This 41-year-old male recreational football player presents two weeks following a minor twisting injury. He described developing localised medial knee pain and swelling the morning after the injury. On examination he was found to have a moderate effusion, localised medial joint line tenderness and pain with tibial rotation (McMurray’s test).
X-ray imaging was completely normal. MRI sequences showed linear increased signal within the posterior horn of the medial meniscus suggestive of a cleavage type tear. The articular cartilage is normal. There is a large bakers cyst.
An initial attempt was made to manage this injury non-operatively. A period of activity modification (avoiding running, squatting and pivoting) combined with regular Physiotherapy was trialled. Unfortunately, his pain persisted, and he eventually underwent an arthroscopy with partial medial meniscectomy three months after his initial injury. Over the next six weeks his symptoms improved, and he was able to return to football. He remains asymptomatic nine months after the surgery.

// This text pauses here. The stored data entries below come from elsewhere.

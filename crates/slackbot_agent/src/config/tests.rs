#![forbid(unsafe_code)]

use std::collections::HashMap;
use std::path::PathBuf;
use std::time::Duration;

use super::*;

fn missing_file() -> PathBuf {
	std::env::temp_dir().join(format!("slackbot-config-{}-missing.toml", std::process::id()))
}

fn write_file(name: &str, contents: &str) -> PathBuf {
	let path = std::env::temp_dir().join(format!("slackbot-config-{}-{name}.toml", std::process::id()));
	std::fs::write(&path, contents).expect("write temp config");
	path
}

fn env_of(pairs: &[(&str, &str)]) -> impl Fn(&str) -> Option<String> {
	let map: HashMap<String, String> = pairs.iter().map(|(k, v)| (k.to_string(), v.to_string())).collect();
	move |key: &str| map.get(key).cloned()
}

const REQUIRED: [(&str, &str); 3] = [
	("SLACK_API_URL", "https://slack.com/api/"),
	("SLACK_APP_TOKEN", "xapp-test"),
	("SLACK_BOT_TOKEN", "xoxb-test"),
];

fn with_required(extra: &[(&'static str, &'static str)]) -> Vec<(&'static str, &'static str)> {
	let mut v = REQUIRED.to_vec();
	v.extend_from_slice(extra);
	v
}

#[test]
fn defaults_apply_when_only_required_values_are_set() {
	let cfg = load_config_with_env(&missing_file(), env_of(&REQUIRED)).unwrap();

	assert_eq!(cfg.api_url.as_str(), "https://slack.com/api/");
	assert_eq!(cfg.app_token.expose(), "xapp-test");
	assert_eq!(cfg.bot_token.expose(), "xoxb-test");
	assert_eq!(cfg.max_connect_attempts, 3);
	assert!(!cfg.debug_reconnects);
	assert_eq!(cfg.log_level, LogLevel::Info);
	assert_eq!(cfg.responder_url.as_str(), "http://localhost:5000/converse");
	assert_eq!(cfg.close_timeout, Duration::from_millis(1000));
	assert_eq!(cfg.http_timeout, Duration::from_secs(10));
	assert_eq!(cfg.metrics_bind, None);
}

#[test]
fn each_required_value_is_reported_when_missing() {
	for missing in ["SLACK_API_URL", "SLACK_APP_TOKEN", "SLACK_BOT_TOKEN"] {
		let pairs: Vec<_> = REQUIRED.iter().copied().filter(|(k, _)| *k != missing).collect();
		let err = load_config_with_env(&missing_file(), env_of(&pairs)).unwrap_err();
		assert!(matches!(err, ConfigError::Missing(key) if key == missing), "unexpected: {err}");
	}
}

#[test]
fn blank_required_value_counts_as_missing() {
	let pairs = [
		("SLACK_API_URL", "https://slack.com/api/"),
		("SLACK_APP_TOKEN", "   "),
		("SLACK_BOT_TOKEN", "xoxb-test"),
	];
	let err = load_config_with_env(&missing_file(), env_of(&pairs)).unwrap_err();
	assert!(matches!(err, ConfigError::Missing("SLACK_APP_TOKEN")));
}

#[test]
fn optional_values_are_read_from_env() {
	let pairs = with_required(&[
		("MAX_CONNECT_ATTEMPTS", "5"),
		("DEBUG_WEBSOCKET_RECONNECTS", "true"),
		("LOG_LEVEL", "DEBUG"),
		("RESPONDER_URL", "http://responder.internal:8080/converse"),
		("CLOSE_TIMEOUT_MS", "250"),
		("HTTP_TIMEOUT_SECS", "3"),
		("METRICS_BIND", "127.0.0.1:9100"),
	]);
	let cfg = load_config_with_env(&missing_file(), env_of(&pairs)).unwrap();

	assert_eq!(cfg.max_connect_attempts, 5);
	assert!(cfg.debug_reconnects);
	assert_eq!(cfg.log_level, LogLevel::Debug);
	assert_eq!(cfg.responder_url.as_str(), "http://responder.internal:8080/converse");
	assert_eq!(cfg.close_timeout, Duration::from_millis(250));
	assert_eq!(cfg.http_timeout, Duration::from_secs(3));
	assert_eq!(cfg.metrics_bind.as_deref(), Some("127.0.0.1:9100"));
}

#[test]
fn bad_attempts_are_rejected() {
	for bad in ["0", "three", "-1"] {
		let pairs = with_required(&[("MAX_CONNECT_ATTEMPTS", bad)]);
		let err = load_config_with_env(&missing_file(), env_of(&pairs)).unwrap_err();
		assert!(
			matches!(err, ConfigError::Invalid { key: "MAX_CONNECT_ATTEMPTS", .. }),
			"{bad}: {err}"
		);
	}
}

#[test]
fn unknown_log_level_is_rejected() {
	let pairs = with_required(&[("LOG_LEVEL", "verbose")]);
	let err = load_config_with_env(&missing_file(), env_of(&pairs)).unwrap_err();
	assert!(matches!(err, ConfigError::Invalid { key: "LOG_LEVEL", .. }));
}

#[test]
fn unparsable_api_url_is_rejected() {
	let pairs = [
		("SLACK_API_URL", "not a url"),
		("SLACK_APP_TOKEN", "xapp"),
		("SLACK_BOT_TOKEN", "xoxb"),
	];
	let err = load_config_with_env(&missing_file(), env_of(&pairs)).unwrap_err();
	assert!(matches!(err, ConfigError::Invalid { key: "SLACK_API_URL", .. }));
}

#[test]
fn unrecognized_debug_flag_keeps_default() {
	let pairs = with_required(&[("DEBUG_WEBSOCKET_RECONNECTS", "maybe")]);
	let cfg = load_config_with_env(&missing_file(), env_of(&pairs)).unwrap();
	assert!(!cfg.debug_reconnects);
	assert!(cfg.notices.contains(&ConfigNotice::Ignored {
		key: "DEBUG_WEBSOCKET_RECONNECTS",
		value: "maybe".to_string(),
	}));
}

#[test]
fn env_overrides_are_kept_as_notices_for_later_logging() {
	let pairs = with_required(&[("DEBUG_WEBSOCKET_RECONNECTS", "ON"), ("METRICS_BIND", "  ")]);
	let cfg = load_config_with_env(&missing_file(), env_of(&pairs)).unwrap();

	assert!(cfg.debug_reconnects);
	assert_eq!(
		cfg.notices,
		vec![
			ConfigNotice::Overridden("SLACK_API_URL"),
			ConfigNotice::Overridden("SLACK_APP_TOKEN"),
			ConfigNotice::Overridden("SLACK_BOT_TOKEN"),
			ConfigNotice::Overridden("DEBUG_WEBSOCKET_RECONNECTS"),
		]
	);
}

#[test]
fn file_only_config_has_no_notices() {
	let path = write_file(
		"quiet",
		r#"
[slack]
api_url = "https://file.example/api/"
app_token = "xapp-file"
bot_token = "xoxb-file"
"#,
	);
	let cfg = load_config_with_env(&path, env_of(&[])).unwrap();
	let _ = std::fs::remove_file(&path);
	assert!(cfg.notices.is_empty());
}

#[test]
fn log_level_maps_onto_a_level_filter() {
	use tracing::level_filters::LevelFilter;

	assert_eq!(LevelFilter::from(LogLevel::Debug), LevelFilter::DEBUG);
	assert_eq!(LevelFilter::from(LogLevel::default()), LevelFilter::INFO);
	assert_eq!(LevelFilter::from("warning".parse::<LogLevel>().unwrap()), LevelFilter::WARN);
}

#[test]
fn file_values_are_used_and_env_wins() {
	let path = write_file(
		"layered",
		r#"
[slack]
api_url = "https://file.example/api/"
app_token = "xapp-file"
bot_token = "xoxb-file"
max_connect_attempts = 7
debug_reconnects = true

[responder]
url = "http://file-responder/converse"

[runtime]
log_level = "warn"
close_timeout_ms = 50
"#,
	);

	let cfg = load_config_with_env(&path, env_of(&[("SLACK_BOT_TOKEN", "xoxb-env")])).unwrap();
	let _ = std::fs::remove_file(&path);

	assert_eq!(cfg.api_url.as_str(), "https://file.example/api/");
	assert_eq!(cfg.app_token.expose(), "xapp-file");
	assert_eq!(cfg.bot_token.expose(), "xoxb-env");
	assert_eq!(cfg.max_connect_attempts, 7);
	assert!(cfg.debug_reconnects);
	assert_eq!(cfg.log_level, LogLevel::Warn);
	assert_eq!(cfg.responder_url.as_str(), "http://file-responder/converse");
	assert_eq!(cfg.close_timeout, Duration::from_millis(50));
}

#[test]
fn malformed_file_is_a_file_error() {
	let path = write_file("malformed", "[slack\napi_url = ");
	let err = load_config_with_env(&path, env_of(&REQUIRED)).unwrap_err();
	let _ = std::fs::remove_file(&path);
	assert!(matches!(err, ConfigError::File { .. }));
}

#[test]
fn tokens_are_redacted_in_debug_output() {
	let cfg = load_config_with_env(&missing_file(), env_of(&REQUIRED)).unwrap();
	let dbg = format!("{cfg:?}");
	assert!(!dbg.contains("xapp-test"));
	assert!(!dbg.contains("xoxb-test"));
}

Partial meniscectomy is not a benign procedure and is clearly linked to post-traumatic osteoarthritis. It is important to clearly council patients that the operation will not make their knee ‘normal’. This may mean that they have ongoing symptoms and that they may be at an increased risk of osteoarthritis. There is also a chance the procedure may make their symptoms worse. In addition to this there is increasing evidence that surgery may be no better than time and/or physiotherapy. While this procedure has its limitations, it can be useful on a case by case basis (as this patient illustrates). In general, a trial of non-surgical treatment is advised for up to three months. In cases where this treatment fails, and the articular cartilage is preserved, a partial meniscectomy (with informed consent) could be considered.